Requirement —
Please take the lines from the one holding "pub fn is_finished(&self)" through the one holding "pub fn quarantine_report(&self)" in the data below and copy them exactly.

Data records —
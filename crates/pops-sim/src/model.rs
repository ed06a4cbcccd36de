//! The `Model` struct and its day loop.

use tracing::{debug, info, info_span};

use pops_core::{Date, Grid, SimRng};
use pops_schedule::{ScheduleFlags, Scheduler};

use crate::{
    Config, DayFlags, HostPool, ModelObserver, QuarantineAreas, QuarantineReport, RemovalRequest, SimResult,
    SpreadEngine, SpreadRate, StepReport,
};

/// Which infected-grid snapshots [`Model::run`] keeps.
#[derive(Copy, Clone, PartialEq, Eq, Debug, Default)]
pub enum SnapshotMode {
    EveryDay,
    #[default]
    FinalOnly,
}

/// Everything a finished run hands back.
#[derive(Clone, Debug)]
pub struct RunOutput {
    /// Infected counts by date.
    pub snapshots:   Vec<(Date, Grid<i32>)>,
    pub final_hosts: HostPool,
    pub spread_rate: SpreadRate,
    pub days_run:    usize,
}

/// Per-process day flags, built once per run.
#[derive(Clone, Debug)]
pub(crate) struct Schedules {
    pub(crate) spread:             ScheduleFlags,
    pub(crate) mortality:          ScheduleFlags,
    pub(crate) movement:           ScheduleFlags,
    pub(crate) spread_rate:        ScheduleFlags,
    pub(crate) lethal_temperature: ScheduleFlags,
    pub(crate) survival_rate:      ScheduleFlags,
}

impl Schedules {
    fn flags(&self, day: usize) -> DayFlags {
        DayFlags {
            spread:             self.spread.is_active(day),
            mortality:          self.mortality.is_active(day),
            movement:           self.movement.is_active(day),
            spread_rate:        self.spread_rate.is_active(day),
            lethal_temperature: self.lethal_temperature.is_active(day),
            survival_rate:      self.survival_rate.is_active(day),
        }
    }
}

// ── Model ─────────────────────────────────────────────────────────────────────

/// One simulation run.
///
/// Owns the host state, the spread engine, its random source and the
/// per-process schedules.  Advance one day with [`run_step`](Self::run_step)
/// or to the end with [`run`](Self::run).
///
/// Create via [`ModelBuilder`][crate::ModelBuilder].
#[derive(Debug)]
pub struct Model {
    pub(crate) engine:          SpreadEngine,
    pub(crate) hosts:           HostPool,
    pub(crate) rng:             SimRng,
    pub(crate) scheduler:       Scheduler,
    pub(crate) schedules:       Schedules,
    pub(crate) spread_rate:     SpreadRate,
    pub(crate) quarantine:      Option<QuarantineAreas>,
    /// Index of the next day to simulate.
    pub(crate) day:             usize,
    pub(crate) rate_steps_done: usize,
}

impl Model {
    // ── Accessors ─────────────────────────────────────────────────────────

    pub fn config(&self) -> &Config {
        self.engine.config()
    }

    pub fn hosts(&self) -> &HostPool {
        &self.hosts
    }

    /// Mutable host access between days, e.g. for manual interventions.
    pub fn hosts_mut(&mut self) -> &mut HostPool {
        &mut self.hosts
    }

    pub fn spread_rate(&self) -> &SpreadRate {
        &self.spread_rate
    }

    /// Date of the next day to simulate, `None` once the run is complete.
    pub fn next_date(&self) -> Option<Date> {
        self.scheduler.date_of(self.day)
    }

    pub fn is_finished(&self) -> bool {
        self.next_date().is_none()
    }

    /// Queue a host removal for the next removal process.
    pub fn queue_removal(&mut self, request: RemovalRequest) {
        self.engine.queue_removal(request);
    }

    /// Quarantine status of the current infection, if areas were supplied.
    pub fn quarantine_report(&self) -> Option<QuarantineReport> {
        self.quarantine.as_ref().map(|q| q.escape_report(&self.hosts.infected))
    }

    // ── Stepping ──────────────────────────────────────────────────────────

    /// Advance exactly one day.  Returns `Ok(None)` past `date_end`.
    pub fn run_step(&mut self) -> SimResult<Option<StepReport>> {
        let Some(date) = self.scheduler.date_of(self.day) else {
            return Ok(None);
        };
        let day = self.day;
        let flags = self.schedules.flags(day);
        let report = self.engine.step(&mut self.hosts, &mut self.rng, date, day, flags)?;

        if flags.spread_rate && self.rate_steps_done < self.spread_rate.num_steps() {
            self.spread_rate.record(&self.hosts.infected, self.rate_steps_done);
            self.rate_steps_done += 1;
        }
        self.day += 1;

        debug!(
            %date,
            generated = report.dispersers_generated,
            established = report.established,
            lost = report.lost_dispersers,
            outside = report.outside_dispersers.len(),
            deaths = report.deaths,
            moved = report.moved,
            "day done"
        );
        Ok(Some(report))
    }

    /// Run from the current day to `date_end`.
    ///
    /// Calls observer hooks at every day boundary.  Use
    /// [`NoopObserver`][crate::NoopObserver] if you don't need callbacks.
    pub fn run<O: ModelObserver>(&mut self, observer: &mut O, mode: SnapshotMode) -> SimResult<RunOutput> {
        self.drive(observer, mode, |_| false)
    }

    /// Like [`run`](Self::run) with [`SnapshotMode::FinalOnly`], but checks
    /// `should_stop` before each day and stops early when it returns `true`.
    pub fn run_until<O, F>(&mut self, observer: &mut O, should_stop: F) -> SimResult<RunOutput>
    where
        O: ModelObserver,
        F: FnMut(Date) -> bool,
    {
        self.drive(observer, SnapshotMode::FinalOnly, should_stop)
    }

    fn drive<O, F>(&mut self, observer: &mut O, mode: SnapshotMode, mut should_stop: F) -> SimResult<RunOutput>
    where
        O: ModelObserver,
        F: FnMut(Date) -> bool,
    {
        let config = self.engine.config();
        let span = info_span!("model_run", seed = config.random_seed);
        let _guard = span.enter();
        info!(
            start = %config.date_start,
            end = %config.date_end,
            rows = config.rows,
            cols = config.cols,
            "run starting"
        );

        let mut snapshots = Vec::new();
        let mut last_date = None;
        let first_day = self.day;

        while let Some(date) = self.next_date() {
            if should_stop(date) {
                info!(%date, "run stopped early");
                break;
            }
            observer.on_day_start(date, self.day);
            let Some(report) = self.run_step()? else { break };
            observer.on_day_end(&report);
            if mode == SnapshotMode::EveryDay {
                observer.on_snapshot(date, &self.hosts.infected);
                snapshots.push((date, self.hosts.infected.clone()));
            }
            last_date = Some(date);
        }

        if mode == SnapshotMode::FinalOnly {
            if let Some(date) = last_date {
                observer.on_snapshot(date, &self.hosts.infected);
                snapshots.push((date, self.hosts.infected.clone()));
            }
        }
        observer.on_run_end(last_date, &self.hosts);

        let days_run = self.day - first_day;
        info!(
            days = days_run,
            infected = self.hosts.total_infected(),
            died = self.hosts.total_died(),
            "run finished"
        );

        Ok(RunOutput {
            snapshots,
            final_hosts: self.hosts.clone(),
            spread_rate: self.spread_rate.clone(),
            days_run,
        })
    }
}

Task response —
    pub fn is_finished(&self) -> bool {
        self.next_date().is_none()
    }

    /// Queue a host removal for the next removal process.
    pub fn queue_removal(&mut self, request: RemovalRequest) {
        self.engine.queue_removal(request);
    }

    /// Quarantine status of the current infection, if areas were supplied.
    pub fn quarantine_report(&self) -> Option<QuarantineReport> {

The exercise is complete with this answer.